Segment Open

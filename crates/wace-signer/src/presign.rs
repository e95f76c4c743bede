//! AWS Signature Version 4 query-string presigning for S3-compatible stores.
//!
//! Signing is computed locally from the secret key; no request is made to the
//! storage provider. The provider enforces `X-Amz-Date + X-Amz-Expires`.

use std::time::Duration;

use chrono::{DateTime, Utc};
use hmac::{Hmac, Mac};
use sha2::{Digest, Sha256};

use crate::{Error, Result, config::SigningConfig};

type HmacSha256 = Hmac<Sha256>;

pub const ALGORITHM: &str = "AWS4-HMAC-SHA256";
pub(crate) const SERVICE: &str = "s3";
pub(crate) const UNSIGNED_PAYLOAD: &str = "UNSIGNED-PAYLOAD";

/// Longest lifetime SigV4 allows for a presigned URL (7 days).
pub const MAX_EXPIRY_SECS: u64 = 604_800;

/// A presigned GET URL and the window it is valid for.
#[derive(Debug, Clone, PartialEq, Eq)]
pub struct PresignedUrl {
  pub url:        String,
  pub issued_at:  DateTime<Utc>,
  pub expires_in: Duration,
}

impl PresignedUrl {
  pub fn expires_at(&self) -> DateTime<Utc> {
    self.issued_at + chrono::Duration::seconds(self.expires_in.as_secs() as i64)
  }
}

/// Presign a GET for `object_key`, valid for `expires_in` from `now`.
pub fn presign_get(
  config: &SigningConfig,
  object_key: &str,
  expires_in: Duration,
  now: DateTime<Utc>,
) -> Result<PresignedUrl> {
  let expires = expires_in.as_secs();
  if expires == 0 || expires > MAX_EXPIRY_SECS {
    return Err(Error::InvalidExpiry { got: expires, max: MAX_EXPIRY_SECS });
  }
  if object_key.is_empty() {
    return Err(Error::EmptyKey(object_key.to_string()));
  }

  let amz_date   = now.format("%Y%m%dT%H%M%SZ").to_string();
  let date_stamp = &amz_date[..8];
  let scope      = credential_scope(date_stamp, &config.region);
  let host       = config.host();

  let path = if config.path_style {
    format!("/{}/{}", encode_segment(&config.bucket), encode_path(object_key))
  } else {
    format!("/{}", encode_path(object_key))
  };

  let credential = format!("{}/{scope}", config.access_key);
  let expires    = expires.to_string();
  let params: Vec<(&str, &str)> = vec![
    ("X-Amz-Algorithm", ALGORITHM),
    ("X-Amz-Credential", &credential),
    ("X-Amz-Date", &amz_date),
    ("X-Amz-Expires", &expires),
    ("X-Amz-SignedHeaders", "host"),
  ];
  let query = canonical_query(&params);

  let request   = canonical_request(&host, &path, &query);
  let to_sign   = string_to_sign(&amz_date, &scope, &request);
  let signature = hex::encode(
    signing_mac(&config.secret_key, date_stamp, &config.region)?
      .chain_update(to_sign.as_bytes())
      .finalize()
      .into_bytes(),
  );

  Ok(PresignedUrl {
    url: format!(
      "{}://{host}{path}?{query}&X-Amz-Signature={signature}",
      config.endpoint.scheme
    ),
    issued_at: now,
    expires_in,
  })
}

// ─── Canonical forms ─────────────────────────────────────────────────────────

pub(crate) fn credential_scope(date_stamp: &str, region: &str) -> String {
  format!("{date_stamp}/{region}/{SERVICE}/aws4_request")
}

/// URI-encode one path segment (everything except unreserved characters).
fn encode_segment(segment: &str) -> String { urlencoding::encode(segment).into_owned() }

/// URI-encode an object key, keeping `/` separators.
fn encode_path(key: &str) -> String {
  key.split('/').map(encode_segment).collect::<Vec<_>>().join("/")
}

/// Encode and sort query parameters by key, then value.
pub(crate) fn canonical_query(params: &[(&str, &str)]) -> String {
  let mut encoded: Vec<(String, String)> = params
    .iter()
    .map(|(k, v)| (encode_segment(k), encode_segment(v)))
    .collect();
  encoded.sort();
  encoded
    .into_iter()
    .map(|(k, v)| format!("{k}={v}"))
    .collect::<Vec<_>>()
    .join("&")
}

pub(crate) fn canonical_request(host: &str, path: &str, query: &str) -> String {
  format!("GET\n{path}\n{query}\nhost:{host}\n\nhost\n{UNSIGNED_PAYLOAD}")
}

pub(crate) fn string_to_sign(amz_date: &str, scope: &str, canonical_request: &str) -> String {
  let digest = hex::encode(Sha256::digest(canonical_request.as_bytes()));
  format!("{ALGORITHM}\n{amz_date}\n{scope}\n{digest}")
}

/// A MAC keyed with the derived SigV4 signing key, ready for the
/// string-to-sign.
pub(crate) fn signing_mac(secret_key: &str, date_stamp: &str, region: &str) -> Result<HmacSha256> {
  let k_date    = hmac_sha256(format!("AWS4{secret_key}").as_bytes(), date_stamp.as_bytes())?;
  let k_region  = hmac_sha256(&k_date, region.as_bytes())?;
  let k_service = hmac_sha256(&k_region, SERVICE.as_bytes())?;
  let k_signing = hmac_sha256(&k_service, b"aws4_request")?;
  HmacSha256::new_from_slice(&k_signing).map_err(|_| Error::SigningKey)
}

fn hmac_sha256(key: &[u8], msg: &[u8]) -> Result<Vec<u8>> {
  let mac = HmacSha256::new_from_slice(key).map_err(|_| Error::SigningKey)?;
  Ok(mac.chain_update(msg).finalize().into_bytes().to_vec())
}
//! Token authentication: request extractors, token issue, password hashing.
//!
//! Clients present `Authorization: Token <key>` (or `Bearer <key>`). Only the
//! SHA-256 digest of a key is ever stored or looked up.

use argon2::{
  Argon2, PasswordHash, PasswordHasher, PasswordVerifier,
  password_hash::{self, SaltString},
};
use axum::{
  extract::FromRequestParts,
  http::{HeaderMap, header, request::Parts},
};
use rand_core::{OsRng, RngCore};
use sha2::{Digest, Sha256};
use wace_core::{
  account::{Requester, User, UserId},
  store::CourseStore,
};

use crate::{ApiError, state::ApiState};

const TOKEN_BYTES: usize = 32;

// ─── Passwords ───────────────────────────────────────────────────────────────

/// Hash `password` into an argon2 PHC string.
pub fn hash_password(password: &str) -> Result<String, password_hash::Error> {
  let salt = SaltString::generate(&mut OsRng);
  Ok(Argon2::default().hash_password(password.as_bytes(), &salt)?.to_string())
}

/// Check `password` against a stored PHC string. Malformed hashes never match.
pub fn verify_password(password: &str, phc: &str) -> bool {
  PasswordHash::new(phc)
    .map(|parsed| Argon2::default().verify_password(password.as_bytes(), &parsed).is_ok())
    .unwrap_or(false)
}

// ─── Tokens ──────────────────────────────────────────────────────────────────

pub fn token_digest(token: &str) -> String { hex::encode(Sha256::digest(token.as_bytes())) }

/// Mint a fresh token for `user_id` and persist its digest. Returns the
/// plaintext token for the client.
pub async fn issue_token<S: CourseStore>(store: &S, user_id: UserId) -> Result<String, ApiError> {
  let mut bytes = [0u8; TOKEN_BYTES];
  OsRng.fill_bytes(&mut bytes);
  let token = hex::encode(bytes);

  store
    .issue_token(user_id, token_digest(&token))
    .await
    .map_err(ApiError::store)?;
  Ok(token)
}

/// The token in the `Authorization` header, if any.
pub fn presented_token(headers: &HeaderMap) -> Option<&str> {
  let value = headers.get(header::AUTHORIZATION)?.to_str().ok()?;
  let (scheme, key) = value.trim().split_once(' ')?;
  let key = key.trim();
  if key.is_empty() {
    return None;
  }
  (scheme.eq_ignore_ascii_case("token") || scheme.eq_ignore_ascii_case("bearer")).then_some(key)
}

async fn resolve<S: CourseStore>(
  headers: &HeaderMap,
  store: &S,
) -> Result<Option<(User, String)>, ApiError> {
  let Some(token) = presented_token(headers) else {
    return Ok(None);
  };
  let digest = token_digest(token);
  let user = store
    .user_for_token(&digest)
    .await
    .map_err(ApiError::store)?;
  Ok(user.map(|u| (u, digest)))
}

// ─── Extractors ──────────────────────────────────────────────────────────────

/// Whoever is asking. Never rejects; a missing or unknown token is anonymous.
pub struct Viewer(pub Option<User>);

impl Viewer {
  pub fn requester(&self) -> Requester {
    self.0.as_ref().map_or(Requester::Anonymous, |u| Requester::User(u.user_id))
  }
}

impl<S> FromRequestParts<ApiState<S>> for Viewer
where
  S: CourseStore + 'static,
{
  type Rejection = ApiError;

  async fn from_request_parts(
    parts: &mut Parts,
    state: &ApiState<S>,
  ) -> Result<Self, Self::Rejection> {
    let user = resolve(&parts.headers, state.store.as_ref()).await?;
    if user.is_none() && presented_token(&parts.headers).is_some() {
      tracing::debug!("unrecognised token; treating request as anonymous");
    }
    Ok(Self(user.map(|(u, _)| u)))
  }
}

/// An authenticated user; rejects with 401 otherwise.
pub struct AuthUser {
  pub user:   User,
  /// Digest of the token this request was made with.
  pub digest: String,
}

impl<S> FromRequestParts<ApiState<S>> for AuthUser
where
  S: CourseStore + 'static,
{
  type Rejection = ApiError;

  async fn from_request_parts(
    parts: &mut Parts,
    state: &ApiState<S>,
  ) -> Result<Self, Self::Rejection> {
    let (user, digest) = resolve(&parts.headers, state.store.as_ref())
      .await?
      .ok_or_else(ApiError::unauthenticated)?;
    Ok(Self { user, digest })
  }
}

Segment Closed

## What the exercise asks:
Whenever a line in the records above contains the string "await", copy that line.

## Response to the task:
    .await
    .await
    let user = resolve(&parts.headers, state.store.as_ref()).await?;
      .await?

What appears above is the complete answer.